So könnte zum Beispiel jemand, der unter einer
Flugphobie leidet, eine berufliche Beförderung
ablehnen [müssen], nur weil die neue Stelle
viel mit dem Fliegen verbunden wäre.
Sowohl
Medikamente als auch eine geeignete Therapie - insbesondere
eine Verhaltenstherapie - kommen als Behandlungsmethode
und Hilfe in Frage. Wird medikamentös behandelt,
so haben sich besonders Medikamente aus der Klasse
der Antidepressiva bewährt, was natürlich
keine lebenslängliche Lösung sein sollte,
weil diese Medikamente sehr stark und mitunter auch
schädlich sind oder sein können, auch
wenn neue Medikamente weniger Nebenwirkungen haben
und anders dosiert werden.

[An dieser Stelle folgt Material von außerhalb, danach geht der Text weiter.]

// src/config.rs
use std::{env, fmt::Display, path::PathBuf, str::FromStr, time::Duration};

use tracing::{debug, info};

use crate::error::{Result, SessionError};
use crate::overpass::DEFAULT_ENDPOINTS;

#[derive(Debug, Clone)]
pub struct Config {
    pub port: u16,
    pub database_url: Option<String>,
    pub database_max_connections: u32,
    pub sync_poll_interval: Duration,
    pub write_attempts: u32,
    pub overpass_endpoints: Vec<String>,
    pub overpass_backoff: Duration,
    pub public_base_url: String,
    pub places_fixture: Option<PathBuf>,
}

impl Default for Config {
    fn default() -> Self {
        Self {
            port: 3030,
            database_url: None,
            database_max_connections: 5,
            sync_poll_interval: Duration::from_millis(3000),
            write_attempts: 5,
            overpass_endpoints: DEFAULT_ENDPOINTS.iter().map(|s| s.to_string()).collect(),
            overpass_backoff: Duration::from_millis(300),
            public_base_url: "http://localhost:5173/".to_string(),
            places_fixture: None,
        }
    }
}

impl Config {
    /// Reads the environment. Call `dotenvy::dotenv()` first to pick up a `.env` file.
    pub fn load() -> Result<Self> {
        let defaults = Config::default();

        let config = Self {
            port: try_load("PORT", defaults.port)?,
            database_url: var("DATABASE_URL"),
            database_max_connections: try_load(
                "DATABASE_MAX_CONNECTIONS",
                defaults.database_max_connections,
            )?,
            sync_poll_interval: Duration::from_millis(try_load("SYNC_POLL_INTERVAL_MS", 3000u64)?),
            write_attempts: try_load("WRITE_ATTEMPTS", defaults.write_attempts)?,
            overpass_endpoints: var("OVERPASS_ENDPOINTS")
                .map(|raw| split_list(&raw))
                .unwrap_or(defaults.overpass_endpoints),
            overpass_backoff: Duration::from_millis(try_load("OVERPASS_BACKOFF_MS", 300u64)?),
            public_base_url: var("PUBLIC_BASE_URL").unwrap_or(defaults.public_base_url),
            places_fixture: var("PLACES_FIXTURE").map(PathBuf::from),
        };

        if config.write_attempts == 0 {
            return Err(SessionError::Config("WRITE_ATTEMPTS must be at least 1".into()));
        }
        reqwest::Url::parse(&config.public_base_url)
            .map_err(|e| SessionError::Config(format!("Invalid PUBLIC_BASE_URL: {e}")))?;

        Ok(config)
    }
}

fn var(key: &str) -> Option<String> {
    env::var(key).ok().filter(|v| !v.trim().is_empty())
}

fn try_load<T>(key: &str, default: T) -> Result<T>
where
    T: FromStr + Display,
    T::Err: Display,
{
    match var(key) {
        Some(raw) => raw
            .trim()
            .parse()
            .map_err(|e| SessionError::Config(format!("Invalid {key} value {raw:?}: {e}"))),
        None => {
            debug!("{key} not set, using default: {default}");
            Ok(default)
        }
    }
}

fn split_list(raw: &str) -> Vec<String> {
    let list: Vec<String> = raw
        .split(',')
        .map(str::trim)
        .filter(|s| !s.is_empty())
        .map(str::to_string)
        .collect();
    info!(count = list.len(), "using configured overpass endpoints");
    list
}
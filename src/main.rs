// src/main.rs
use std::net::SocketAddr;
use std::sync::Arc;

use dotenvy::dotenv;
use tracing::info;
use tracing_subscriber::EnvFilter;

use foodswipe_backend::config::Config;
use foodswipe_backend::db::{create_pool, PgSessionStore};
use foodswipe_backend::overpass::OverpassSource;
use foodswipe_backend::places::{PlacesSource, StaticPlacesSource};
use foodswipe_backend::routes;
use foodswipe_backend::services::SessionService;
use foodswipe_backend::store::{MemoryStore, SessionStore};

#[tokio::main]
async fn main() -> Result<(), Box<dyn std::error::Error>> {
    dotenv().ok(); // Load environment variables from .env file

    tracing_subscriber::fmt()
        .with_env_filter(
            EnvFilter::try_from_default_env()
                .unwrap_or_else(|_| EnvFilter::new("foodswipe_backend=info,tower_http=info")),
        )
        .init();

    let config = Config::load()?;

    let store: Arc<dyn SessionStore> = match &config.database_url {
        Some(url) => {
            let pool = create_pool(url, config.database_max_connections).await?;
            let store = PgSessionStore::new(pool);
            store.migrate().await?;
            info!("using postgres session store");
            Arc::new(store)
        }
        None => {
            info!("DATABASE_URL not set, sessions live in memory");
            Arc::new(MemoryStore::new())
        }
    };

    let places: Arc<dyn PlacesSource> = match &config.places_fixture {
        Some(path) => Arc::new(StaticPlacesSource::from_file(path).await?),
        None => Arc::new(OverpassSource::new(
            config.overpass_endpoints.clone(),
            config.overpass_backoff,
        )),
    };

    let service = SessionService::new(
        store,
        places,
        config.public_base_url.clone(),
        config.write_attempts,
    )
    .with_sync_interval(config.sync_poll_interval);
    let app = routes::create_routes(Arc::new(service));

    let addr = SocketAddr::from(([0, 0, 0, 0], config.port));
    info!("Server started at {addr}");
    axum_server::bind(addr)
        .serve(app.into_make_service())
        .await?;

    Ok(())
}
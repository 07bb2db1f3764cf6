// src/store.rs
//! Durable key-value storage for session records.
//!
//! Writes are full-record replaces guarded by the record's `version`: a store
//! accepts a write only if the stored version still equals the version the
//! writer read (0 for a record that does not exist yet), then bumps it.
use async_trait::async_trait;
use std::collections::HashMap;
use tokio::sync::{watch, RwLock};
use tracing::debug;

use crate::error::{Result, SessionError};
use crate::models::SessionRecord;

/// Push notifications for one session. Holds `None` once the session is deleted.
pub type Subscription = watch::Receiver<Option<SessionRecord>>;

#[async_trait]
pub trait SessionStore: Send + Sync {
    async fn get(&self, session_id: &str) -> Result<Option<SessionRecord>>;

    /// Creates or replaces the record, or deletes it when `record` is `None`.
    /// Returns the stored version. Fails with `SessionError::Conflict` if the
    /// record changed since it was read.
    async fn put(&self, session_id: &str, record: Option<SessionRecord>) -> Result<u64>;

    /// Change notifications, if the backend supports them. Callers must keep
    /// working with `get` alone.
    async fn subscribe(&self, _session_id: &str) -> Option<Subscription> {
        None
    }
}

/// Single-process store. Also serves as the local fallback when no database
/// is configured.
#[derive(Default)]
pub struct MemoryStore {
    sessions: RwLock<HashMap<String, watch::Sender<Option<SessionRecord>>>>,
}

impl MemoryStore {
    pub fn new() -> Self {
        Self::default()
    }
}

#[async_trait]
impl SessionStore for MemoryStore {
    async fn get(&self, session_id: &str) -> Result<Option<SessionRecord>> {
        let sessions = self.sessions.read().await;
        Ok(sessions
            .get(session_id)
            .and_then(|tx| tx.borrow().clone()))
    }

    async fn put(&self, session_id: &str, record: Option<SessionRecord>) -> Result<u64> {
        let mut sessions = self.sessions.write().await;
        let current = sessions
            .get(session_id)
            .and_then(|tx| tx.borrow().as_ref().map(|r| r.version));

        let Some(mut record) = record else {
            if let Some(tx) = sessions.remove(session_id) {
                tx.send_replace(None);
                debug!(session_id, "session deleted");
            }
            return Ok(0);
        };

        if current.unwrap_or(0) != record.version {
            return Err(SessionError::Conflict(session_id.to_string()));
        }
        record.version += 1;
        let version = record.version;

        match sessions.get(session_id) {
            Some(tx) => {
                tx.send_replace(Some(record));
            }
            None => {
                let (tx, _) = watch::channel(Some(record));
                sessions.insert(session_id.to_string(), tx);
            }
        }
        debug!(session_id, version, "session stored");
        Ok(version)
    }

    async fn subscribe(&self, session_id: &str) -> Option<Subscription> {
        let sessions = self.sessions.read().await;
        sessions.get(session_id).map(watch::Sender::subscribe)
    }
}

Medikamente sollten immer
die allerletzte Möglichkeit sein, eine Phobie
zu behandeln und auch sollte man den Therapeuten
darauf hinweisen, denn leider gibt es mittlerweile
viele, die lieber mal schnell ein Rezept unterschreiben,
als sich eingehend mit der Materie beschäftigen,
auch wenn das etwas am Ziel vorbei schieß.
Ich
möchte allerdings auch ausdrücklich betonen,
dass es manchmal unumgänglich und die vom Arzt
oder Therapeuten richtige Entscheidung ist, Medikamente
zu verordnen. Am Besten hört man auf sein eigenes
Gefühl und versucht einen Therapeuten zu finden,
dem man Hundertprozent vertraut oder das Gefühl
hat ihm so vertrauen zu können. Das gilt für
alle Therapien, denn nur mit einem vollen Vertrauen,
wird man sich ihm auch öffnen und erst dann
kann er versuchen, einem zu helfen.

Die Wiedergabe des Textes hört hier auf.